Rudi Gernreichs Monokini, getragen von Model und Schauspielerin Peggy Moffitt, 1964
Oberschenkelhoch
Die Badeanzüge der Achtziger- und Neunzigerjahre lassen sich mit zwei Worten beschreiben: hoch geschnitten. Als die Modetrends zu einem mutigen, kraftvollen Look tendierten und sich die Trainingskultur durchsetzte, wurden Badeanzüge entworfen, um gebräunte, straffe Körper zur Geltung zu bringen. Die erfolgreiche Fernsehsendung „Baywatch“ machte Einteiler mit tiefem U-Ausschnitt und extrem hohen Beinausschnitten populär. Nachdem er bereits die Strände Brasiliens erobert hatte, wurde der Tanga-Badeanzug auch in den USA zum Muss.
Ein Modebeitrag in Women's Wear Daily, 1987
Nachhaltiges Schwimmen
Einteiler, Bikini, kaum vorhanden, bescheiden: In der heutigen Welt ist jede Form von Badebekleidung erlaubt.
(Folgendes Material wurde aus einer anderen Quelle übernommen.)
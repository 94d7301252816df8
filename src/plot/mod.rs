//! Chart artifacts.

pub mod chart;

pub use chart::*;
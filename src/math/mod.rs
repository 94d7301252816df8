//! Mathematical utilities: least squares and numeric helpers.

pub mod numeric;
pub mod ols;

pub use numeric::*;
pub use ols::*;
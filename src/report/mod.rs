//! Response payloads.
//!
//! - `SetupView`: what a GET returns (profile + freshly drawn ground truth)
//! - `LabResult`: what a POST returns (fit, metrics, echoed data, artifacts)
//! - `format`: control lab report text

pub mod format;

pub use format::*;

use serde::Serialize;

use crate::domain::{
    ControlScore, GroundTruth, IoLabels, LinearFit, OscillatorTruth, ParabolaTruth, PidAttempts,
    ResponseFit, SliderBounds, SubKind, SystemKind, SystemProfile, TrialPairs, VertexFit,
};
use crate::plot::ChartRef;

/// SETUP payload for one lab session.
#[derive(Debug, Clone, PartialEq, Serialize)]
pub struct SetupView {
    pub kind: SystemKind,
    pub sub_kind: SubKind,
    pub title: &'static str,
    pub prompt: &'static str,
    /// Where the client posts its trial table.
    pub action: String,
    pub labels: IoLabels,
    pub slider: Option<SliderBounds>,
    pub ground_truth: GroundTruth,
}

impl SetupView {
    /// Identification coefficients are exposed scaled down; the rest verbatim.
    pub fn new(profile: &SystemProfile, truth: GroundTruth) -> Self {
        let ground_truth = match truth {
            GroundTruth::Identification(t) => GroundTruth::Identification(t.exposed()),
            other => other,
        };
        Self {
            kind: profile.kind,
            sub_kind: profile.sub_kind,
            title: profile.title,
            prompt: profile.prompt,
            action: profile.sub_kind.action_path(),
            labels: profile.labels,
            slider: profile.slider,
            ground_truth,
        }
    }
}

#[derive(Debug, Clone, PartialEq, Serialize)]
pub struct IdentificationResult {
    pub sub_kind: SubKind,
    pub fit: LinearFit,
    pub trials: TrialPairs,
    pub charts: Vec<ChartRef>,
}

#[derive(Debug, Clone, PartialEq, Serialize)]
pub struct FeedbackResult {
    pub sub_kind: SubKind,
    pub truth: ParabolaTruth,
    pub fit: VertexFit,
    /// Trial inputs placed on the true curve.
    pub trials: TrialPairs,
    pub charts: Vec<ChartRef>,
}

#[derive(Debug, Clone, PartialEq, Serialize)]
pub struct PidResult {
    pub truth: OscillatorTruth,
    pub fit: ResponseFit,
    pub attempts: PidAttempts,
    pub charts: Vec<ChartRef>,
}

#[derive(Debug, Clone, PartialEq, Serialize)]
pub struct ControlResult {
    pub student: String,
    pub score: ControlScore,
    pub report: Report,
}

/// RESULT payload, tagged by lab kind.
#[derive(Debug, Clone, PartialEq, Serialize)]
#[serde(tag = "kind", rename_all = "lowercase")]
pub enum LabResult {
    Identification(IdentificationResult),
    Feedback(FeedbackResult),
    Pid(PidResult),
    Control(ControlResult),
}

impl LabResult {
    pub fn kind(&self) -> SystemKind {
        match self {
            LabResult::Identification(_) => SystemKind::Identification,
            LabResult::Feedback(_) => SystemKind::Feedback,
            LabResult::Pid(_) => SystemKind::Pid,
            LabResult::Control(_) => SystemKind::Control,
        }
    }
}

#[cfg(test)]
mod tests {
    use super::*;
    use crate::domain::{LinearTruth, profile};

    #[test]
    fn identification_setup_is_scaled() {
        let p = profile(SubKind::Car).unwrap();
        let truth = GroundTruth::Identification(LinearTruth {
            slope: 12.0,
            intercept: 2.4,
            scale: 6.0,
        });
        let view = SetupView::new(p, truth);
        assert_eq!(view.action, "/identification/car/");
        assert!(view.slider.is_some());
        match view.ground_truth {
            GroundTruth::Identification(t) => {
                assert!((t.slope - 10.0).abs() < 1e-12);
                assert!((t.intercept - 2.0).abs() < 1e-12);
                assert!((t.scale - 5.0).abs() < 1e-12);
            }
            other => panic!("unexpected truth: {other:?}"),
        }
    }

    #[test]
    fn setup_json_embeds_tagged_truth() {
        let p = profile(SubKind::Gradient).unwrap();
        let truth = GroundTruth::Feedback(ParabolaTruth {
            a: 2.0,
            b: -40.0,
            c: 3.0,
        });
        let json = serde_json::to_value(SetupView::new(p, truth)).unwrap();
        assert_eq!(json["kind"], "feedback");
        assert_eq!(json["sub_kind"], "gradient");
        assert_eq!(json["ground_truth"]["kind"], "feedback");
        assert_eq!(json["ground_truth"]["b"], -40.0);
        assert!(json["slider"].is_null());
    }
}
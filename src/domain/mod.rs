//! Domain types used throughout the pipeline.
//!
//! This module defines:
//!
//! - the enumerated lab kinds (`SystemKind`, `SubKind`) and their profiles
//! - per-session ground truth (`GroundTruth`)
//! - parsed trial tables and fit outputs
//! - stored artifacts (`Artifact`)

pub mod profile;
pub mod types;

pub use profile::*;
pub use types::*;
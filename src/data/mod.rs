//! Ground-truth generation for the simulations.

pub mod ground_truth;

pub use ground_truth::*;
Da Inklusivität und Vielfalt die Modebranche prägen, wurde der Schwerpunkt stark auf Badeanzüge gelegt, die dem Einzelnen ein gutes Gefühl geben. Doch während die Silhouetten vielfältig sind, erlebt ihre Herstellung eine Revolution. Die Bademodenindustrie ist sich heute mehr denn je der schädlichen Auswirkungen bewusst, die die Herstellung auf die Umwelt hat – und wir nehmen Änderungen vor. Nachhaltige Stoffe, verantwortungsvolle Produktionsprozesse, zirkuläre Geschäftsmodelle und langlebige Designs werden in den Vordergrund gerückt, um sicherzustellen, dass der nächste Badeanzug, den Sie kaufen, nicht die Welt gekostet hat.